From the entries below, please output exactly the lines starting at the one containing "Acquire a region" and ending at the one containing "allocations at once.", both included.

#####

//! Collaborator traits and the shared arena operation surface.
//!
//! The arena is concurrency-agnostic and allocator-agnostic by design:
//! where its backing bytes come from ([`StorageProvider`]) and how callers
//! serialise concurrent access ([`LockHooks`]) are both injected at
//! construction. The defaults ([`HeapStorage`], [`NoopHooks`]) cover the
//! common single-threaded, platform-allocator case.

use crate::error::ArenaError;
use crate::handle::Allocation;

/// Supplies and reclaims backing storage for heap-backed arenas.
///
/// `acquire(n)` must return a region of at least `n` bytes or `None`;
/// `release` must accept exactly the regions `acquire` returned. The
/// provider is called once at construction and once at destruction — never
/// on the allocation fast path.
pub trait StorageProvider: Send + Sync {
    /// Acquire a region of at least `size` bytes, or `None` on exhaustion.
    fn acquire(&self, size: usize) -> Option<Box<[u8]>>;

    /// Return a region previously handed out by [`StorageProvider::acquire`].
    fn release(&self, region: Box<[u8]>);
}

/// Default provider backed by the platform allocator.
///
/// Acquisition is fallible: exhaustion surfaces as `None` rather than an
/// allocator abort, so arena construction can report `StorageExhausted`.
pub struct HeapStorage;

impl StorageProvider for HeapStorage {
    fn acquire(&self, size: usize) -> Option<Box<[u8]>> {
        let mut region = Vec::new();
        region.try_reserve_exact(size).ok()?;
        region.resize(size, 0);
        Some(region.into_boxed_slice())
    }

    fn release(&self, region: Box<[u8]>) {
        drop(region);
    }
}

/// Mutual-exclusion hooks wrapped around every mutating arena operation.
///
/// When bound to a real primitive, `acquire` is called on entry to each
/// mutating operation and `release` before every return path, success or
/// failure. The primitive must not be reentered by the same caller within
/// one critical section — the arena never nests acquisitions, and hook
/// implementations may assume it does not.
pub trait LockHooks: Send + Sync {
    /// Enter the critical section.
    fn acquire(&self);

    /// Leave the critical section.
    fn release(&self);
}

/// No-op hooks for declared single-threaded use.
///
/// With these bound, concurrent mutation of one arena is a data race the
/// caller must avoid by confinement or external synchronisation.
pub struct NoopHooks;

impl LockHooks for NoopHooks {
    fn acquire(&self) {}

    fn release(&self) {}
}

/// The operation surface common to both arena modes.
///
/// Generic callers that do not care whether their arena is heap-backed or
/// static program against this trait rather than a concrete arena type.
pub trait ArenaAlloc {
    /// Carve `size` bytes off the arena with no alignment guarantee.
    fn alloc(&mut self, size: usize) -> Result<Allocation, ArenaError>;

    /// Carve `size` bytes starting at the next `alignment`-aligned address.
    fn alloc_aligned(&mut self, size: usize, alignment: usize) -> Result<Allocation, ArenaError>;

    /// Rewind the cursor to zero, reclaiming all allocations at once.
    fn reset(&mut self);

    /// Bytes currently allocated.
    fn used(&self) -> usize;

    /// Total capacity in bytes, fixed for the arena's lifetime.
    fn capacity(&self) -> usize;

    /// Bytes still free.
    fn remaining(&self) -> usize {
        self.capacity() - self.used()
    }

    /// The most recent operation's failure, or `None` after any success.
    fn last_error(&self) -> Option<&ArenaError>;

    /// Resolve an allocation to a shared byte slice.
    fn bytes(&self, allocation: Allocation) -> &[u8];

    /// Resolve an allocation to a mutable byte slice.
    fn bytes_mut(&mut self, allocation: Allocation) -> &mut [u8];
}
//! Fixed-capacity bump-pointer arena allocation.
//!
//! An arena is a contiguous byte region plus a cursor: allocations carve
//! sequential sub-ranges in O(1), there is no per-allocation free, and
//! `reset` reclaims everything at once by rewinding the cursor. Two
//! operating modes, chosen at build time by picking a type:
//!
//! ```text
//! HeapArena (dynamic mode)             StaticArena (fixed-storage mode)
//! ├── Box<[u8]> from StorageProvider   ├── &'static mut [u8] from raw claim
//! ├── destroy() returns the region     ├── release() unclaims the singleton
//! └── capacity chosen at construction  └── capacity = STATIC_CAPACITY
//!            │                                     │
//!            └──── bump::carve / carve_aligned ────┘
//!                  (shared cursor arithmetic)
//! ```
//!
//! Allocations come back as [`Allocation`] offset handles; byte access goes
//! through `bytes` / `bytes_mut` on the owning arena. Both modes wrap every
//! mutating operation in the optional [`LockHooks`] critical section for
//! callers that share one arena across threads.
//!
//! This crate is the only one in the workspace that may contain `unsafe`
//! code, bounded to the `raw` module (the static region's claim machinery),
//! with a mandatory `// SAFETY:` comment on each use.

#![deny(missing_docs)]
#![deny(rustdoc::broken_intra_doc_links)]
#![deny(unsafe_code)]

mod bump;
pub mod heap;
mod lock;
mod raw;
mod report;
pub mod static_arena;

// Public re-exports for the primary API surface.
pub use cairn_core::{
    Allocation, ArenaAlloc, ArenaError, HeapStorage, LockHooks, NoopHooks, StorageProvider,
};
pub use heap::HeapArena;
pub use report::construction_error;
pub use static_arena::{StaticArena, STATIC_CAPACITY};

#####

§ SOLVED EXERCISE
    /// Acquire a region of at least `size` bytes, or `None` on exhaustion.
    fn acquire(&self, size: usize) -> Option<Box<[u8]>>;

    /// Return a region previously handed out by [`StorageProvider::acquire`].
    fn release(&self, region: Box<[u8]>);
}

/// Default provider backed by the platform allocator.
///
/// Acquisition is fallible: exhaustion surfaces as `None` rather than an
/// allocator abort, so arena construction can report `StorageExhausted`.
pub struct HeapStorage;

impl StorageProvider for HeapStorage {
    fn acquire(&self, size: usize) -> Option<Box<[u8]>> {
        let mut region = Vec::new();
        region.try_reserve_exact(size).ok()?;
        region.resize(size, 0);
        Some(region.into_boxed_slice())
    }

    fn release(&self, region: Box<[u8]>) {
        drop(region);
    }
}

/// Mutual-exclusion hooks wrapped around every mutating arena operation.
///
/// When bound to a real primitive, `acquire` is called on entry to each
/// mutating operation and `release` before every return path, success or
/// failure. The primitive must not be reentered by the same caller within
/// one critical section — the arena never nests acquisitions, and hook
/// implementations may assume it does not.
pub trait LockHooks: Send + Sync {
    /// Enter the critical section.
    fn acquire(&self);

    /// Leave the critical section.
    fn release(&self);
}

/// No-op hooks for declared single-threaded use.
///
/// With these bound, concurrent mutation of one arena is a data race the
/// caller must avoid by confinement or external synchronisation.
pub struct NoopHooks;

impl LockHooks for NoopHooks {
    fn acquire(&self) {}

    fn release(&self) {}
}

/// The operation surface common to both arena modes.
///
/// Generic callers that do not care whether their arena is heap-backed or
/// static program against this trait rather than a concrete arena type.
pub trait ArenaAlloc {
    /// Carve `size` bytes off the arena with no alignment guarantee.
    fn alloc(&mut self, size: usize) -> Result<Allocation, ArenaError>;

    /// Carve `size` bytes starting at the next `alignment`-aligned address.
    fn alloc_aligned(&mut self, size: usize, alignment: usize) -> Result<Allocation, ArenaError>;

    /// Rewind the cursor to zero, reclaiming all allocations at once.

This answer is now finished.